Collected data
———

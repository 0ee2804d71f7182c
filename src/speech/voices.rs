//! Fixed in-process voice catalog.
//!
//! The synthesis backend accepts a voice id with every request; the set of
//! usable voices is a small fixed list, not a remote catalog lookup.

use serde::Serialize;

/// One selectable voice: backend id plus display name.
#[derive(Debug, Clone, Copy, PartialEq, Eq, Serialize)]
pub struct Voice {
    pub id: &'static str,
    pub name: &'static str,
}

/// The three voices offered to the user.
pub const VOICES: [Voice; 3] = [
    Voice {
        id: "EXAVITQu4vr4xnSDxMaL",
        name: "Sarah",
    },
    Voice {
        id: "TX3LPaxmHKxFdv7VOQHJ",
        name: "Liam",
    },
    Voice {
        id: "pFZP5JQG7iQjIQuC4Bku",
        name: "Lily",
    },
];

/// Display name for a voice id, or `None` for ids outside the catalog.
pub fn voice_name(id: &str) -> Option<&'static str> {
    VOICES.iter().find(|v| v.id == id).map(|v| v.name)
}

/// Whether `id` belongs to the catalog.
pub fn is_known_voice(id: &str) -> bool {
    voice_name(id).is_some()
}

———

What to work on
Count how many lines of the entries include the string "static". The number is the entire answer.

Response below
3